A strong agent should:

  • Answer based only on the data you provide, such as your website, documents, and FAQs
  • Present responses in a clear, easy-to-scan format
  • Avoid guessing or making up answers, and guide visitors to your team when human help is needed
  • Accurately understand each visitor's intent and provide the right answer, page, or guidance

Prepare Your Training Content

Your Website Support Agent works best when it understands how your business operates, not just what your FAQs say. Before training, give it the context a front-desk team member would need to explain your services, answer confidently, and guide visitors to the right next step.

Include details such as:

  • Services you offer
  • Pricing, starting prices, or price ranges
  • Contact information, such as phone, email, or preferred contact method
  • Business hours, location, and service area
  • Policies such as cancellations, deposits, refunds, or no-shows
  • Preparation, aftercare, or next-step instructions

Training Tip: The more relevant information you provide, the better your Website Support Agent can help.

Keep training content clean and consistent

Use current, customer-facing information only. Before training, review your website, documents, and FAQs so your agent does not learn conflicting details.

  • Make sure pricing, hours, contact information, address, service area, and policies match across every training source.
  • Remove or update old PDFs, outdated price sheets, expired promotions, and old FAQ answers before uploading.
  • Upload only information you would be comfortable showing to a customer. Keep internal notes, drafts, and outdated policies out of training.
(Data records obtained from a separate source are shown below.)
//! In-memory span model.
//!
//! # Invariants
//! - `end_time` is written at most once (`Span::end` is idempotent)
//! - Attribute keys are unique; a repeated key overwrites the value in place
//! - Attributes keep insertion order on the wire

use serde::ser::{SerializeMap, Serializer};
use serde::Serialize;
use std::fmt;
use std::time::{SystemTime, UNIX_EPOCH};

/// A scalar attribute value.
#[derive(Debug, Clone, PartialEq, Serialize)]
#[serde(untagged)]
pub enum AttributeValue {
    String(String),
    Int(i64),
    Float(f64),
    Bool(bool),
}

impl From<&str> for AttributeValue {
    fn from(value: &str) -> Self {
        Self::String(value.to_string())
    }
}

impl From<String> for AttributeValue {
    fn from(value: String) -> Self {
        Self::String(value)
    }
}

impl From<i64> for AttributeValue {
    fn from(value: i64) -> Self {
        Self::Int(value)
    }
}

impl From<i32> for AttributeValue {
    fn from(value: i32) -> Self {
        Self::Int(value as i64)
    }
}

impl From<u32> for AttributeValue {
    fn from(value: u32) -> Self {
        Self::Int(value as i64)
    }
}

impl From<f64> for AttributeValue {
    fn from(value: f64) -> Self {
        Self::Float(value)
    }
}

impl From<bool> for AttributeValue {
    fn from(value: bool) -> Self {
        Self::Bool(value)
    }
}

impl fmt::Display for AttributeValue {
    fn fmt(&self, f: &mut fmt::Formatter<'_>) -> fmt::Result {
        match self {
            AttributeValue::String(s) => f.write_str(s),
            AttributeValue::Int(i) => write!(f, "{}", i),
            AttributeValue::Float(v) => write!(f, "{}", v),
            AttributeValue::Bool(b) => write!(f, "{}", b),
        }
    }
}

/// Ordered attribute set with unique keys.
///
/// Spans carry a handful of attributes, so a linear scan beats hashing here.
#[derive(Debug, Clone, Default, PartialEq)]
pub struct Attributes {
    entries: Vec<(String, AttributeValue)>,
}

impl Attributes {
    /// Insert or overwrite `key`. An overwritten key keeps its original position.
    pub fn set(&mut self, key: impl Into<String>, value: impl Into<AttributeValue>) {
        let key = key.into();
        let value = value.into();
        match self.entries.iter_mut().find(|(k, _)| *k == key) {
            Some(entry) => entry.1 = value,
            None => self.entries.push((key, value)),
        }
    }

    pub fn get(&self, key: &str) -> Option<&AttributeValue> {
        self.entries.iter().find(|(k, _)| k == key).map(|(_, v)| v)
    }

    pub fn len(&self) -> usize {
        self.entries.len()
    }

    pub fn is_empty(&self) -> bool {
        self.entries.is_empty()
    }

    pub fn iter(&self) -> impl Iterator<Item = (&str, &AttributeValue)> {
        self.entries.iter().map(|(k, v)| (k.as_str(), v))
    }
}

impl Serialize for Attributes {
    fn serialize<S: Serializer>(&self, serializer: S) -> Result<S::Ok, S::Error> {
        let mut map = serializer.serialize_map(Some(self.entries.len()))?;
        for (key, value) in &self.entries {
            map.serialize_entry(key, value)?;
        }
        map.end()
    }
}

/// Outcome recorded on a span.
#[derive(Debug, Clone, Copy, PartialEq, Eq, Default, Serialize)]
pub enum SpanStatus {
    #[default]
    #[serde(rename = "OK")]
    Ok,
    #[serde(rename = "ERROR")]
    Error,
}

/// A timed, attributed record of one traced operation.
#[derive(Debug, Clone, Serialize)]
#[serde(rename_all = "camelCase")]
pub struct Span {
    /// Name of the tracer that opened the span.
    pub(crate) scope: String,
    pub(crate) name: String,
    pub(crate) attributes: Attributes,
    #[serde(serialize_with = "serialize_unix_nanos")]
    pub(crate) start_time: SystemTime,
    #[serde(serialize_with = "serialize_optional_unix_nanos")]
    pub(crate) end_time: Option<SystemTime>,
    pub(crate) status: SpanStatus,
}

impl Span {
    /// Open a span stamped with the current wall-clock time.
    pub fn new(scope: impl Into<String>, name: impl Into<String>) -> Self {
        Self {
            scope: scope.into(),
            name: name.into(),
            attributes: Attributes::default(),
            start_time: SystemTime::now(),
            end_time: None,
            status: SpanStatus::Ok,
        }
    }

    /// Stamp the end time. Only the first call has an effect.
    pub fn end(&mut self) {
        if self.end_time.is_none() {
            self.end_time = Some(SystemTime::now());
        }
    }

    pub fn is_ended(&self) -> bool {
        self.end_time.is_some()
    }

    pub fn scope(&self) -> &str {
        &self.scope
    }

    pub fn name(&self) -> &str {
        &self.name
    }

    pub fn attributes(&self) -> &Attributes {
        &self.attributes
    }

    pub fn start_time(&self) -> SystemTime {
        self.start_time
    }

    /// `None` while the span is open.
    pub fn end_time(&self) -> Option<SystemTime> {
        self.end_time
    }

    pub fn status(&self) -> SpanStatus {
        self.status
    }
}

fn unix_nanos(time: &SystemTime) -> u64 {
    time.duration_since(UNIX_EPOCH)
        .map(|d| d.as_nanos() as u64)
        .unwrap_or(0)
}

fn serialize_unix_nanos<S: Serializer>(time: &SystemTime, serializer: S) -> Result<S::Ok, S::Error> {
    serializer.serialize_u64(unix_nanos(time))
}

fn serialize_optional_unix_nanos<S: Serializer>(
    time: &Option<SystemTime>,
    serializer: S,
) -> Result<S::Ok, S::Error> {
    match time {
        Some(t) => serializer.serialize_u64(unix_nanos(t)),
        None => serializer.serialize_none(),
    }
}
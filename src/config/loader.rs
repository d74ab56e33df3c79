//! Configuration loading from disk.

use std::fs;
use std::path::Path;

use thiserror::Error;

use crate::config::schema::AppConfig;
use crate::config::validation::{validate_config, ValidationError};

/// Error type for configuration loading.
#[derive(Debug, Error)]
pub enum ConfigError {
    #[error("IO error: {0}")]
    Io(#[from] std::io::Error),

    #[error("Parse error: {0}")]
    Parse(#[from] toml::de::Error),

    #[error("Validation failed: {}", join(.0))]
    Validation(Vec<ValidationError>),
}

fn join(errors: &[ValidationError]) -> String {
    errors
        .iter()
        .map(ToString::to_string)
        .collect::<Vec<_>>()
        .join(", ")
}

/// Load and validate configuration from a TOML file.
pub fn load_config(path: &Path) -> Result<AppConfig, ConfigError> {
    let content = fs::read_to_string(path)?;
    let config: AppConfig = toml::from_str(&content)?;

    validate_config(&config).map_err(ConfigError::Validation)?;

    Ok(config)
}

#[cfg(test)]
mod tests {
    use super::*;
    use std::io::Write;

    #[test]
    fn test_load_valid_file() {
        let mut file = tempfile::NamedTempFile::new().unwrap();
        writeln!(
            file,
            "[telemetry]\ncollector_url = \"http://collector:4318/traces\"\nbatch_max_size = 64"
        )
        .unwrap();

        let config = load_config(file.path()).unwrap();
        assert_eq!(config.telemetry.collector_url, "http://collector:4318/traces");
        assert_eq!(config.telemetry.batch_max_size, 64);
    }

    #[test]
    fn test_load_rejects_invalid_values() {
        let mut file = tempfile::NamedTempFile::new().unwrap();
        writeln!(file, "[telemetry]\ncollector_url = \"\"").unwrap();

        match load_config(file.path()) {
            Err(ConfigError::Validation(errors)) => {
                assert_eq!(errors[0].field, "telemetry.collector_url");
            }
            other => panic!("expected validation error, got {:?}", other),
        }
    }

    #[test]
    fn test_load_reports_parse_and_io_errors() {
        let mut file = tempfile::NamedTempFile::new().unwrap();
        writeln!(file, "[telemetry\nbroken").unwrap();
        assert!(matches!(load_config(file.path()), Err(ConfigError::Parse(_))));

        let missing = Path::new("/definitely/not/here.toml");
        assert!(matches!(load_config(missing), Err(ConfigError::Io(_))));
    }
}
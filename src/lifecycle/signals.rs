//! OS signal handling.
//!
//! # Design Decisions
//! - Uses Tokio's signal handling (async-safe)
//! - SIGINT and SIGTERM both mean graceful shutdown

/// Resolve on the first SIGINT or SIGTERM.
pub async fn wait_for_signal() {
    let ctrl_c = async {
        if let Err(e) = tokio::signal::ctrl_c().await {
            tracing::error!(error = %e, "Failed to install Ctrl+C handler");
            std::future::pending::<()>().await;
        }
    };

    #[cfg(unix)]
    let terminate = async {
        use tokio::signal::unix::{signal, SignalKind};
        match signal(SignalKind::terminate()) {
            Ok(mut sigterm) => {
                sigterm.recv().await;
            }
            Err(e) => {
                tracing::error!(error = %e, "Failed to install SIGTERM handler");
                std::future::pending::<()>().await;
            }
        }
    };

    #[cfg(not(unix))]
    let terminate = std::future::pending::<()>();

    tokio::select! {
        _ = ctrl_c => tracing::info!("SIGINT received"),
        _ = terminate => tracing::info!("SIGTERM received"),
    }
}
Make your sources easy to read

CatchWhen works best with clear, readable text. If a website page, PDF, or document is mostly images, unclear tables, or hard to scrape, your agent may miss important details. When needed, add the information as plain text in a document or FAQ.

Weak source example:

We offer facials and laser services. Pricing depends. Booking may be available online. Preparation and aftercare depend on the service. Cancellation rules may apply.

Clear source example:

Service: Signature Facial

Best for: Hydration and general skin maintenance

Price: Starts at $120

Booking: Book through the appointment page or call the front desk

Preparation: Arrive with clean skin and avoid strong exfoliants for 24 hours before the appointment

Aftercare: Avoid heavy exfoliation the same day

Cancellation policy: 24-hour notice required

Note: CatchWhen currently cannot process images, videos, or non-textual elements in documents.

Fill Knowledge Gaps from Unanswered Questions

After your Website Support Agent starts receiving conversations, review the Unanswered Questions section in your dashboard. These topics show where visitors asked for information your agent could not answer clearly. Adding the right answer helps your agent respond more accurately when future visitors ask similar questions.

Use it to improve future answers:

  • Click Answer next to the question.
  • Write the answer you want future visitors to receive.
  • Save it as an FAQ so your Website Support Agent can use it for similar questions.
  • If the same topic appears often, also update the related website page or document.